(Stored data)
::::

//! Intent routing
//!
//! Free text becomes an [`Intent`] plus [`Params`] through the text generator,
//! the intent selects a handler from the [`HandlerTable`], and the handler's
//! reply is returned (and optionally spoken). The router is a closed failure
//! boundary: generator errors, handler errors and handler panics all end as
//! reply text.
//!
//! ```text
//! text ─▶ parse ─▶ (intent, params) ─▶ dispatch ─▶ handler ─▶ reply ─▶ sink
//! ```

pub mod handlers;
pub mod parse;

use std::fmt;
use std::panic::{AssertUnwindSafe, catch_unwind};
use std::sync::Arc;

use serde_json::{Map, Value};

use crate::capabilities::{HomeAutomation, MediaPlayer, SpeechSink, TextGenerator};
use handlers::Handler;

/// Reply used whenever a handler fails or the pipeline hits an internal error
pub const APOLOGY: &str = "Sorry, I encountered an error while processing your command.";

/// The closed set of intents the router understands
#[derive(Debug, Clone, PartialEq, Eq, Hash)]
pub enum Intent {
    LightControl,
    ClimateControl,
    SwitchControl,
    DeviceStatus,
    PlayMusic,
    MediaControl,
    VolumeControl,
    TvControl,
    Weather,
    Time,
    GeneralQuery,
    SystemControl,
    /// A tag the generator invented; answered as a general query
    Unknown(String),
}

impl Intent {
    /// Every routable intent, excluding `Unknown`
    pub const ALL: [Self; 12] = [
        Self::LightControl,
        Self::ClimateControl,
        Self::SwitchControl,
        Self::DeviceStatus,
        Self::PlayMusic,
        Self::MediaControl,
        Self::VolumeControl,
        Self::TvControl,
        Self::Weather,
        Self::Time,
        Self::GeneralQuery,
        Self::SystemControl,
    ];

    /// Map a wire tag to an intent; unrecognized tags become `Unknown`
    #[must_use]
    pub fn from_tag(tag: &str) -> Self {
        match tag.trim() {
            "light_control" => Self::LightControl,
            "climate_control" => Self::ClimateControl,
            "switch_control" => Self::SwitchControl,
            "device_status" => Self::DeviceStatus,
            "play_music" => Self::PlayMusic,
            "media_control" => Self::MediaControl,
            "volume_control" => Self::VolumeControl,
            "tv_control" => Self::TvControl,
            "weather" => Self::Weather,
            "time" => Self::Time,
            "general_query" => Self::GeneralQuery,
            "system_control" => Self::SystemControl,
            other => Self::Unknown(other.to_string()),
        }
    }

    #[must_use]
    pub fn as_tag(&self) -> &str {
        match self {
            Self::LightControl => "light_control",
            Self::ClimateControl => "climate_control",
            Self::SwitchControl => "switch_control",
            Self::DeviceStatus => "device_status",
            Self::PlayMusic => "play_music",
            Self::MediaControl => "media_control",
            Self::VolumeControl => "volume_control",
            Self::TvControl => "tv_control",
            Self::Weather => "weather",
            Self::Time => "time",
            Self::GeneralQuery => "general_query",
            Self::SystemControl => "system_control",
            Self::Unknown(tag) => tag,
        }
    }
}

impl fmt::Display for Intent {
    fn fmt(&self, f: &mut fmt::Formatter<'_>) -> fmt::Result {
        f.write_str(self.as_tag())
    }
}

/// Best-effort intent parameters; no key is guaranteed
#[derive(Debug, Clone, Default, PartialEq)]
pub struct Params(Map<String, Value>);

impl Params {
    #[must_use]
    pub fn get(&self, key: &str) -> Option<&Value> {
        self.0.get(key).filter(|v| !v.is_null())
    }

    /// Scalar value as trimmed text; empty when missing
    #[must_use]
    pub fn text(&self, key: &str) -> String {
        match self.get(key) {
            Some(Value::String(s)) => s.trim().to_string(),
            Some(Value::Number(n)) => n.to_string(),
            Some(Value::Bool(b)) => b.to_string(),
            _ => String::new(),
        }
    }

    /// Lowercased text, for action verbs
    #[must_use]
    pub fn action(&self) -> String {
        self.text("action").to_lowercase()
    }

    /// Numeric value, accepting numeric strings
    #[must_use]
    pub fn number(&self, key: &str) -> Option<f64> {
        match self.get(key)? {
            Value::Number(n) => n.as_f64(),
            Value::String(s) => s.trim().trim_end_matches('%').trim().parse().ok(),
            _ => None,
        }
    }

    pub fn insert(&mut self, key: &str, value: Value) {
        self.0.insert(key.to_string(), value);
    }

    #[must_use]
    pub fn len(&self) -> usize {
        self.0.len()
    }

    #[must_use]
    pub fn is_empty(&self) -> bool {
        self.0.is_empty()
    }
}

impl From<Map<String, Value>> for Params {
    fn from(map: Map<String, Value>) -> Self {
        Self(map)
    }
}

impl fmt::Display for Params {
    fn fmt(&self, f: &mut fmt::Formatter<'_>) -> fmt::Result {
        write!(f, "{}", Value::Object(self.0.clone()))
    }
}

/// One classification result
#[derive(Debug, Clone, PartialEq)]
pub struct ParsedIntent {
    pub intent: Intent,
    pub params: Params,
}

/// Fixed mapping from every intent to its handler
///
/// Built once; lookup is an exhaustive match, so adding an intent without a
/// handler fails to compile.
pub struct HandlerTable {
    light: Box<dyn Handler>,
    climate: Box<dyn Handler>,
    switch: Box<dyn Handler>,
    device_status: Box<dyn Handler>,
    play_music: Box<dyn Handler>,
    media_control: Box<dyn Handler>,
    volume: Box<dyn Handler>,
    tv: Box<dyn Handler>,
    weather: Box<dyn Handler>,
    time: Box<dyn Handler>,
    general: Box<dyn Handler>,
    system: Box<dyn Handler>,
}

impl HandlerTable {
    /// Build the standard handlers over the given integrations
    #[must_use]
    pub fn new(
        generator: Arc<dyn TextGenerator>,
        home: Option<Arc<dyn HomeAutomation>>,
        media: Option<Arc<dyn MediaPlayer>>,
    ) -> Self {
        use handlers::{home as h, info, media as m, system};

        Self {
            light: Box::new(h::EntityControl::lights(home.clone())),
            climate: Box::new(h::ClimateControl::new(home.clone())),
            switch: Box::new(h::EntityControl::switches(home.clone())),
            device_status: Box::new(h::DeviceStatus::new(home.clone())),
            play_music: Box::new(m::PlayMusic::new(media.clone())),
            media_control: Box::new(m::MediaControl::new(media.clone())),
            volume: Box::new(m::VolumeControl::new(media)),
            tv: Box::new(h::TvControl::new(home.clone())),
            weather: Box::new(info::Weather::new(home)),
            time: Box::new(info::Time),
            general: Box::new(info::GeneralQuery::new(generator)),
            system: Box::new(system::SystemControl),
        }
    }

    /// The handler for `intent`; unknown intents get the general query handler
    #[must_use]
    pub fn get(&self, intent: &Intent) -> &dyn Handler {
        match intent {
            Intent::LightControl => self.light.as_ref(),
            Intent::ClimateControl => self.climate.as_ref(),
            Intent::SwitchControl => self.switch.as_ref(),
            Intent::DeviceStatus => self.device_status.as_ref(),
            Intent::PlayMusic => self.play_music.as_ref(),
            Intent::MediaControl => self.media_control.as_ref(),
            Intent::VolumeControl => self.volume.as_ref(),
            Intent::TvControl => self.tv.as_ref(),
            Intent::Weather => self.weather.as_ref(),
            Intent::Time => self.time.as_ref(),
            Intent::GeneralQuery | Intent::Unknown(_) => self.general.as_ref(),
            Intent::SystemControl => self.system.as_ref(),
        }
    }
}

/// Parses text into intents and dispatches them to handlers
///
/// Safe to call from any number of threads at once.
pub struct IntentRouter {
    generator: Arc<dyn TextGenerator>,
    handlers: HandlerTable,
    temperature: f32,
    max_tokens: Option<u32>,
    sink: Option<Arc<dyn SpeechSink>>,
}

impl IntentRouter {
    /// Create a router with the standard handler table
    #[must_use]
    pub fn new(
        generator: Arc<dyn TextGenerator>,
        home: Option<Arc<dyn HomeAutomation>>,
        media: Option<Arc<dyn MediaPlayer>>,
    ) -> Self {
        let handlers = HandlerTable::new(Arc::clone(&generator), home, media);
        Self {
            generator,
            handlers,
            temperature: 0.1,
            max_tokens: None,
            sink: None,
        }
    }

    /// Sampling used for classification
    #[must_use]
    pub const fn with_sampling(mut self, temperature: f32, max_tokens: Option<u32>) -> Self {
        self.temperature = temperature;
        self.max_tokens = max_tokens;
        self
    }

    /// Speak every reply produced by [`IntentRouter::process`]
    #[must_use]
    pub fn with_sink(mut self, sink: Arc<dyn SpeechSink>) -> Self {
        self.sink = Some(sink);
        self
    }

    /// Classify `text`; never fails
    #[must_use]
    pub fn parse(&self, text: &str) -> ParsedIntent {
        parse::classify(
            self.generator.as_ref(),
            text,
            self.temperature,
            self.max_tokens,
        )
    }

    /// Run the handler for `intent`; handler errors and panics become [`APOLOGY`]
    #[must_use]
    pub fn dispatch(&self, intent: &Intent, params: &Params) -> String {
        let handler = self.handlers.get(intent);

        let reply = match catch_unwind(AssertUnwindSafe(|| handler.handle(params))) {
            Ok(Ok(reply)) => reply,
            Ok(Err(e)) => {
                tracing::error!(intent = %intent, error = %e, "handler failed");
                return APOLOGY.to_string();
            }
            Err(_) => {
                tracing::error!(intent = %intent, "handler panicked");
                return APOLOGY.to_string();
            }
        };

        if reply.trim().is_empty() {
            tracing::warn!(intent = %intent, "handler returned an empty reply");
            return APOLOGY.to_string();
        }
        reply
    }

    /// Parse and dispatch without speaking; always non-empty
    #[must_use]
    pub fn route(&self, text: &str) -> String {
        let routed = catch_unwind(AssertUnwindSafe(|| {
            let parsed = self.parse(text);
            tracing::info!(intent = %parsed.intent, params = %parsed.params, "detected intent");
            self.dispatch(&parsed.intent, &parsed.params)
        }));

        routed.unwrap_or_else(|_| {
            tracing::error!("command pipeline panicked");
            APOLOGY.to_string()
        })
    }

    /// Route `text` and speak the reply through the attached sink
    #[must_use]
    pub fn process(&self, text: &str) -> String {
        tracing::info!(command = %text, "processing command");
        let reply = self.route(text);

        if let Some(sink) = &self.sink
            && catch_unwind(AssertUnwindSafe(|| sink.speak(&reply))).is_err()
        {
            tracing::error!("speech sink panicked");
        }

        reply
    }
}

#[cfg(test)]
mod tests {
    use super::*;

    #[test]
    fn test_tags_round_trip_for_all_intents() {
        for intent in Intent::ALL {
            assert_eq!(Intent::from_tag(intent.as_tag()), intent);
        }
        assert_eq!(
            Intent::from_tag("make_coffee"),
            Intent::Unknown("make_coffee".to_string())
        );
    }

    #[test]
    fn test_params_coercion() {
        let params: Params = serde_json::json!({
            "action": " Turn_On ",
            "brightness": 80,
            "level": "45%",
            "missing": null,
        })
        .as_object()
        .cloned()
        .map(Params::from)
        .unwrap();

        assert_eq!(params.action(), "turn_on");
        assert_eq!(params.text("brightness"), "80");
        assert_eq!(params.number("level"), Some(45.0));
        assert!(params.get("missing").is_none());
        assert_eq!(params.text("device"), "");
    }
}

::::

WHAT YOU SHOULD DO - What lines in the records above include the string "temperature"? Copy each one.

YOUR RESPONSE -
    temperature: f32,
            temperature: 0.1,
    pub const fn with_sampling(mut self, temperature: f32, max_tokens: Option<u32>) -> Self {
        self.temperature = temperature;
            self.temperature,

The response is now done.